DATA EXTRACTS below:

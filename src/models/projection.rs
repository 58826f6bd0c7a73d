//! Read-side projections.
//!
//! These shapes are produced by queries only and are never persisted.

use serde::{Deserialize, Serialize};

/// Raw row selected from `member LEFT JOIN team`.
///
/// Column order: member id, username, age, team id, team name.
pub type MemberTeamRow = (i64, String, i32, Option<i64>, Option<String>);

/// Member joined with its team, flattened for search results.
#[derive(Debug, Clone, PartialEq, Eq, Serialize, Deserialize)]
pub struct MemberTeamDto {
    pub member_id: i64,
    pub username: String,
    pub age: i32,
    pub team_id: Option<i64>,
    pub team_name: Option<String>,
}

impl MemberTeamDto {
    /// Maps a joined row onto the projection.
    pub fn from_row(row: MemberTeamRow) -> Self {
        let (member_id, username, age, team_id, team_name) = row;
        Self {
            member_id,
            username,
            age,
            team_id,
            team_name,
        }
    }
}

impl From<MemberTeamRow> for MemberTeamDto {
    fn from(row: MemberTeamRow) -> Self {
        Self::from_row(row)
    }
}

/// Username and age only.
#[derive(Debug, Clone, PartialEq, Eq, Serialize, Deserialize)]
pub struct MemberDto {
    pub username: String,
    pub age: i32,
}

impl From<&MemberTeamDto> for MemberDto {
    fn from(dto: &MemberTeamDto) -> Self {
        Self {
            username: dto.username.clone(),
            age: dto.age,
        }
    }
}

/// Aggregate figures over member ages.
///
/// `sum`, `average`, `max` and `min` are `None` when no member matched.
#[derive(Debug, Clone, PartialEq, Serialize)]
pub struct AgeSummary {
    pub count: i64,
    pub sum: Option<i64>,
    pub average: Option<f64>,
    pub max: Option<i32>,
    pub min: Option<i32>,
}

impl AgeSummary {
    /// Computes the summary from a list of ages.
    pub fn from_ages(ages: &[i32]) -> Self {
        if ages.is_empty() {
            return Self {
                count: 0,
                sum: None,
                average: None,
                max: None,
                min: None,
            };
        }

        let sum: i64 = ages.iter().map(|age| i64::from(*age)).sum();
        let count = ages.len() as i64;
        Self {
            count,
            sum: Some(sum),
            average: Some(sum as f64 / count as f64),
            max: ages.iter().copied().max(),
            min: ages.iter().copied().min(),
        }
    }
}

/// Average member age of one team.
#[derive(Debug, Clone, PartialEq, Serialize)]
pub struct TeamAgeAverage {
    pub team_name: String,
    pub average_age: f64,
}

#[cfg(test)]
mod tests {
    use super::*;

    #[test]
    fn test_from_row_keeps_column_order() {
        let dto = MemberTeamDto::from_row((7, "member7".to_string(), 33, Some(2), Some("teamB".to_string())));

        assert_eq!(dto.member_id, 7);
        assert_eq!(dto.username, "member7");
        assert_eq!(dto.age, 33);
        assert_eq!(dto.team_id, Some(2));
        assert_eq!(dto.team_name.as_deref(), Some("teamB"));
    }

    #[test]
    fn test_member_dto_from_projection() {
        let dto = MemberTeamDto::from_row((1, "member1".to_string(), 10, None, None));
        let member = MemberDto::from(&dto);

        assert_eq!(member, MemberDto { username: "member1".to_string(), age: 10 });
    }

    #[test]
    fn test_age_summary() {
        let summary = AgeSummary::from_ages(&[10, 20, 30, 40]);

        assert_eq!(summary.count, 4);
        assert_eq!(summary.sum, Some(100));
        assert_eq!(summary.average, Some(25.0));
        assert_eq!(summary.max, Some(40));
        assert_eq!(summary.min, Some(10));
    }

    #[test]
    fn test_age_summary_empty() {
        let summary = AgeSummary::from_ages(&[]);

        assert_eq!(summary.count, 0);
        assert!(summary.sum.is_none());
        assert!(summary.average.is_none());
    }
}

End of DATA EXTRACTS.

WORK ORDER -> The answer should hold only the lines from the start of the records above through the line containing "impl From<MemberTeamRow> for", each set down exactly.

TASK SOLUTION ->
filename src/models/projection.rs
repository 58826f6bd0c7a73d
//! Read-side projections.
//!
//! These shapes are produced by queries only and are never persisted.

use serde::{Deserialize, Serialize};

/// Raw row selected from `member LEFT JOIN team`.
///
/// Column order: member id, username, age, team id, team name.
pub type MemberTeamRow = (i64, String, i32, Option<i64>, Option<String>);

/// Member joined with its team, flattened for search results.
#[derive(Debug, Clone, PartialEq, Eq, Serialize, Deserialize)]
pub struct MemberTeamDto {
    pub member_id: i64,
    pub username: String,
    pub age: i32,
    pub team_id: Option<i64>,
    pub team_name: Option<String>,
}

impl MemberTeamDto {
    /// Maps a joined row onto the projection.
    pub fn from_row(row: MemberTeamRow) -> Self {
        let (member_id, username, age, team_id, team_name) = row;
        Self {
            member_id,
            username,
            age,
            team_id,
            team_name,
        }
    }
}

impl From<MemberTeamRow> for MemberTeamDto {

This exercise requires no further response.